Something that Thomas, over time, would understand with a certain philosophy:

“I earned much more for being second than for being first.

If I had won so many competitions, I would not have learned so much from people, "he

said when he was honored upon his retirement at Boston University.

Valeriy Brumel in Tokyo 1964.

Also at that time, marked by the cold war, the annual US-USSR athletic matches were a haven,

a touch of peace amid so much tension.

In 1962 they competed in that Stanford stadium, Brumel broke the world record with 2.26 meters and both teams left together, all their athletes paraded hand in hand, before the ovation of 70 thousand spectators.

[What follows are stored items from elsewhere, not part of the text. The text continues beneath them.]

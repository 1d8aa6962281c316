//! Exit status and error reporting of the binary, without a repository server.
//!
//! Port 9 (discard) on the loopback interface is used as a repository that refuses connections.

use assert_cmd::Command;
use predicates::prelude::*;

const UNREACHABLE: &str = "http://127.0.0.1:9/repo";

fn repocli() -> Command {
    let mut cmd = Command::cargo_bin("repocli").unwrap();
    cmd.env_remove("REPOCLI_URL")
        .env_remove("REPOCLI_USERNAME")
        .env_remove("REPOCLI_PASSWORD")
        .env_remove("REPOCLI_LOG");
    cmd
}

#[test]
fn missing_url_is_reported() {
    repocli()
        .args(["ls"])
        .assert()
        .code(1)
        .stderr(predicates::str::contains("no repository url given"));
}

#[test]
fn url_from_environment_is_used() {
    repocli()
        .env("REPOCLI_URL", "ftp://repo.example.org")
        .args(["ls"])
        .assert()
        .code(1)
        .stderr(predicates::str::contains("http or https"));
}

#[test]
fn password_without_username_is_rejected() {
    repocli()
        .args(["--url", UNREACHABLE, "--password", "secret", "ls"])
        .assert()
        .code(1)
        .stderr(predicates::str::contains("requires a username"));
}

#[test]
fn invalid_connect_timeout_is_rejected() {
    repocli()
        .args(["--url", UNREACHABLE, "--connect-timeout", "soon", "ls"])
        .assert()
        .code(1)
        .stderr(predicates::str::contains("invalid connect timeout"));
}

#[test]
fn missing_local_source_is_fatal() {
    let tmp = tempfile::tempdir().unwrap();
    let missing = tmp.path().join("nothing-here");
    repocli()
        .args(["--url", UNREACHABLE, "put"])
        .arg(&missing)
        .arg("/project")
        .assert()
        .code(1)
        .stderr(predicates::str::contains("no such file or directory"))
        .stderr(predicates::str::contains("no. succeeded: 0, no. failed: 0"));
}

#[test]
fn silent_fatal_error_omits_summary() {
    let tmp = tempfile::tempdir().unwrap();
    let missing = tmp.path().join("nothing-here");
    repocli()
        .args(["--url", UNREACHABLE, "-s", "put"])
        .arg(&missing)
        .arg("/project")
        .assert()
        .code(1)
        .stderr(predicates::str::contains("no such file or directory"))
        .stderr(predicates::str::contains("no. succeeded").not());
}

#[test]
fn quiet_fatal_error_prints_nothing() {
    let tmp = tempfile::tempdir().unwrap();
    let missing = tmp.path().join("nothing-here");
    repocli()
        .args(["--url", UNREACHABLE, "-q", "-s", "put"])
        .arg(&missing)
        .arg("/project")
        .assert()
        .code(1)
        .stderr(predicates::str::is_empty());
}

#[test]
fn unreachable_repository_is_fatal() {
    let tmp = tempfile::tempdir().unwrap();
    let source = tmp.path().join("a.txt");
    std::fs::write(&source, "0123456789").unwrap();
    repocli()
        .args(["--url", UNREACHABLE, "--connect-timeout", "2s", "-s", "put"])
        .arg(&source)
        .arg("/project")
        .assert()
        .code(1);
    repocli()
        .args(["--url", UNREACHABLE, "--connect-timeout", "2s", "ls", "-l"])
        .assert()
        .code(1);
}

#[test]
fn invalid_worker_count_is_rejected() {
    let tmp = tempfile::tempdir().unwrap();
    repocli()
        .args(["--url", UNREACHABLE, "-n", "0", "put"])
        .arg(tmp.path())
        .arg("/project")
        .assert()
        .code(1);
}

#[test]
fn unwritable_error_file_is_fatal() {
    let tmp = tempfile::tempdir().unwrap();
    repocli()
        .args(["--url", UNREACHABLE, "put", "-e"])
        .arg(tmp.path().join("missing").join("errors.log"))
        .arg(tmp.path())
        .arg("/project")
        .assert()
        .code(1)
        .stderr(predicates::str::contains("cannot open file"));
}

Brumel, throughout his campaign, broke the world record six times to place it at 2m28, an astonishing mark in that decade and which he achieved in another confrontation with the United States, on July 21, 1963 at the Moscow stadium (Lenin at that time , Luzhniki in our days).

The Tokyo Games offered, among its main dishes, the new Brumel-Thomas duel

, which lasted for several hours.

Both exceeded 2.18 meters and missed two centimeters higher, leaving the gold medal for the Soviet, who had needed only one attempt in the 2m16 against two of his rival.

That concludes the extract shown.